Task item :: Should a line below contain the word "Deserialize", report it.

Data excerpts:
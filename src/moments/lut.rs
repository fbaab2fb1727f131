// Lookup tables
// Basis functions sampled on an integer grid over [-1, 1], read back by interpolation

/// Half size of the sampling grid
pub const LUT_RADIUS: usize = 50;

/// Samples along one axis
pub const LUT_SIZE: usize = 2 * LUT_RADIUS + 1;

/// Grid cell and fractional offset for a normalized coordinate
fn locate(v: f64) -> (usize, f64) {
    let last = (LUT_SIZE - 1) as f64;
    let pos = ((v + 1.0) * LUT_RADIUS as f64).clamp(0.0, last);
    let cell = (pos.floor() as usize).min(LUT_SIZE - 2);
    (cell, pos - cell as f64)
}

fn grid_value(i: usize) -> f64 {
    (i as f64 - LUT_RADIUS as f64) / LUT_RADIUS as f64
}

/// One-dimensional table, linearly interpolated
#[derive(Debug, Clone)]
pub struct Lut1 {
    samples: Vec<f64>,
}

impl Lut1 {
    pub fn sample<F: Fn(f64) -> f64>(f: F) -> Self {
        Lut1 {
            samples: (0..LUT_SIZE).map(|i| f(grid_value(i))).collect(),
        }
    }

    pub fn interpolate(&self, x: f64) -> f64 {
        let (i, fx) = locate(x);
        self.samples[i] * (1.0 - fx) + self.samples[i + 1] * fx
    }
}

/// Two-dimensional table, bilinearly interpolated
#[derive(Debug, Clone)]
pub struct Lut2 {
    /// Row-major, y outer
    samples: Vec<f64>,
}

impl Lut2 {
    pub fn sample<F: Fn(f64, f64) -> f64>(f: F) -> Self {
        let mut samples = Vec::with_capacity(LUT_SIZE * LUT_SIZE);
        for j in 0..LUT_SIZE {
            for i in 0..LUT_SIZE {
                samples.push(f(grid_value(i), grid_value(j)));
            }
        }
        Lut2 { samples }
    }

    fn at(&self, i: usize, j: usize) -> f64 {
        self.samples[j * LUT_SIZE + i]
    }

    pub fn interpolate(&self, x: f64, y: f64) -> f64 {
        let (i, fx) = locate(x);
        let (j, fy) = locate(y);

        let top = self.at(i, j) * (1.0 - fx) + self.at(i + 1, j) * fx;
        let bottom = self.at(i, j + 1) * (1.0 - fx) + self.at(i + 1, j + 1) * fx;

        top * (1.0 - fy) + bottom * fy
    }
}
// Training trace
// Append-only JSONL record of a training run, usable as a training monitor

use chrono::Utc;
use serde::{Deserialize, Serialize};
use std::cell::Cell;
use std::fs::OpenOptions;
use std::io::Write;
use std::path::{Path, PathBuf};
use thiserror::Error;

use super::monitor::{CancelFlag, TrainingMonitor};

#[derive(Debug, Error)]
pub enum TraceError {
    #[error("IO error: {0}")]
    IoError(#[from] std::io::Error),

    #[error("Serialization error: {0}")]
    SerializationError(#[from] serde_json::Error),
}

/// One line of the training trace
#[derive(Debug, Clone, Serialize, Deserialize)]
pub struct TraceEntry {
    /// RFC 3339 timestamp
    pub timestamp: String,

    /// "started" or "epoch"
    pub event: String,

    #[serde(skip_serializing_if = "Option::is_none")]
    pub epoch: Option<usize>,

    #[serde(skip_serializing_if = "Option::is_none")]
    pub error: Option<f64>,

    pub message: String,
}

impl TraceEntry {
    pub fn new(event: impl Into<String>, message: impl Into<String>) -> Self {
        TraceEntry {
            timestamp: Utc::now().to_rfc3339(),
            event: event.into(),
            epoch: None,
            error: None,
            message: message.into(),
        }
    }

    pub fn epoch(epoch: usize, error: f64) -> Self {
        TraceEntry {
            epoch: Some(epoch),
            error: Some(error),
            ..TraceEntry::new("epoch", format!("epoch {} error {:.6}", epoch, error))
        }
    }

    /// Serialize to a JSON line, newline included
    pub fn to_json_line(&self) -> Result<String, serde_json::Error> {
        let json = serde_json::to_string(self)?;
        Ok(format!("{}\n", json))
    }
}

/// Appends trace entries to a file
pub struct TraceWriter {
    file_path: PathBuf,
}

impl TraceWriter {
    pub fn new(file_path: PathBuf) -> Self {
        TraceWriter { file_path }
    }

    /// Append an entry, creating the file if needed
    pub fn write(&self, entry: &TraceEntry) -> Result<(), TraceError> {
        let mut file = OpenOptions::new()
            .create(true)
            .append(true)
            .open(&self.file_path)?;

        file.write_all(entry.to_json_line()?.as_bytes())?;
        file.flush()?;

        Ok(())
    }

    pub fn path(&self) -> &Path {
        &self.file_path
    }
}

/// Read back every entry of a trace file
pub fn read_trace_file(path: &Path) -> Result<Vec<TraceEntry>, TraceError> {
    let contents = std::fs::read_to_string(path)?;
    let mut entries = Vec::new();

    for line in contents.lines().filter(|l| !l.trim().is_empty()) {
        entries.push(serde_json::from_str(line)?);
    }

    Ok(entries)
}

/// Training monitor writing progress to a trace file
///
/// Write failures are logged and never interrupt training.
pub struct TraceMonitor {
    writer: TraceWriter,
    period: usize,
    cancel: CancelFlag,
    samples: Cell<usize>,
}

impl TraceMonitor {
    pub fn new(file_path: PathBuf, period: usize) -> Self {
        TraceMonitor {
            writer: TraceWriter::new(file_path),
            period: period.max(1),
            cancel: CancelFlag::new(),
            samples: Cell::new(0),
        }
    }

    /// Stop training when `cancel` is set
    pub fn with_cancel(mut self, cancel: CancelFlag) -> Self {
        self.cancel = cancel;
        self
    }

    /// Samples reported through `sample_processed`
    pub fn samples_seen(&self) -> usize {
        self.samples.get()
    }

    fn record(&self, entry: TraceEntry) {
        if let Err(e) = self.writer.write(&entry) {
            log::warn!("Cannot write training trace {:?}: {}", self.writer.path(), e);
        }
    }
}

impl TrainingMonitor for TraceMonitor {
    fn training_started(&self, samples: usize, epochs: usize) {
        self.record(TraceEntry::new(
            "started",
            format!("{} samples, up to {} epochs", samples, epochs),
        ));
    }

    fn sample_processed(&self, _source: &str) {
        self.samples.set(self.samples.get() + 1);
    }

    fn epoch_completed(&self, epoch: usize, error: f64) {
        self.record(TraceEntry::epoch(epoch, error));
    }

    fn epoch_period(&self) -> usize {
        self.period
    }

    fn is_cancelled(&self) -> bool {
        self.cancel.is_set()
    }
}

The completed task ::
use serde::{Deserialize, Serialize};
#[derive(Debug, Clone, Serialize, Deserialize)]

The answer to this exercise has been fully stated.